When I was in seminary, they emphasized the importance of "clergy as chief scholar of the congregation." I got dinged in a preaching class by a professor who said, "Your sermons need to develop an academic tone.” Ironically, he had never pastored a church.
I bought that cheap, non-creative, knock off preaching method hook, line, and sinker.
I came out of seminary well trained, and ready to use all the $20 words I learned. I wanted to impress people with my hard work. I knew theology, exegesis, languages (Gr. Heb. Theo…), and my homiletical marks were the highest in my class…. I had the world by the tail… and it was downhill pull.
Then everything changed.
Have you ever had a turning point that reset your entire trajectory? That’s what happened to me one faithful day. A decisive moment occurred, and I realized that I was a counterfeit when I tried to fit someone else's mold.
The sermon, which was an academic lecture, was on how the book of Acts charts Paul’s growth away from prejudice and exclusion against gentiles, to embrace them through the work of the Holy Spirit.
Well… I lost my place in my sermon notes because I didn’t have the pages numbered. So I had to ad-lib for a moment while I found my place.

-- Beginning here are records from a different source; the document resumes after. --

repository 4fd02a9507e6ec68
pub mod params;
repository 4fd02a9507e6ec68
use std::sync::Arc;

use crate::raven_layer::network::params::{get_chain_params, ChainParams};

#[derive(Debug, Copy, Clone, PartialEq, Hash, Serialize, Ord, PartialOrd, Eq)]
pub enum Network {
    Mainnet,
    Testnet,
    Regtest,
}

impl Network {
    pub fn params(self) -> Arc<ChainParams> {
        match self {
            Network::Mainnet => get_chain_params("main"),
            Network::Testnet => get_chain_params("test"),
            Network::Regtest => get_chain_params("regtest"),
        }
    }

    pub fn magic(self) -> u32 {
        self.params().magic
    }

    pub fn is_regtest(self) -> bool {
        self == Network::Regtest
    }

    pub fn names() -> Vec<String> {
        vec![
            "main".to_string(),
            "test".to_string(),
            "regtest".to_string(),
        ]
    }
}

impl From<&str> for Network {
    fn from(network_name: &str) -> Self {
        match network_name {
            "main" => Network::Mainnet,
            "test" => Network::Testnet,
            "regtest" => Network::Regtest,
            // Debatable: mirrors the registry's fallback, an unknown selector
            // is treated as mainnet rather than rejected.
            _ => Network::Mainnet,
        }
    }
}

#[cfg(test)]
mod tests {
    use super::*;

    #[test]
    fn selector_mapping() {
        assert_eq!(Network::from("main"), Network::Mainnet);
        assert_eq!(Network::from("test"), Network::Testnet);
        assert_eq!(Network::from("regtest"), Network::Regtest);
        assert_eq!(Network::from("florp"), Network::Mainnet);
    }

    #[test]
    fn magic_comes_from_the_registry() {
        assert_eq!(Network::Mainnet.magic(), 0xdbb6_c0fb);
        assert_eq!(Network::Testnet.magic(), 0xf1c8_d2fd);
        assert_eq!(Network::Regtest.magic(), 0xdab5_bffa);
        assert!(Network::Regtest.is_regtest());
    }
}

Then I heard something come out of my mouth that shocked me: I said, “Thus the existential and spiritual ramifications make his ontological transformation plausible.” When I said that, I paused… I was so shocked at myself that I had an internal conversation. I won’t repeat all of it because I’m in church, but it sounded something like:
“OMG! That was a hot mess!”
I finished the sermon, and I went home and wrote in my journal, “Don’t be a fraud and worry about how other people see you. A sermon should be Hemingway, not Faulkner.”
Then my wife confirmed my suspicion, “They sure know that you know what you were talking about… all three of them who were awake.”
That’s when I learned a motto I carry today, “The privilege of a lifetime is to be who you are.” That’s also when I learned that I don’t need a fake handbag.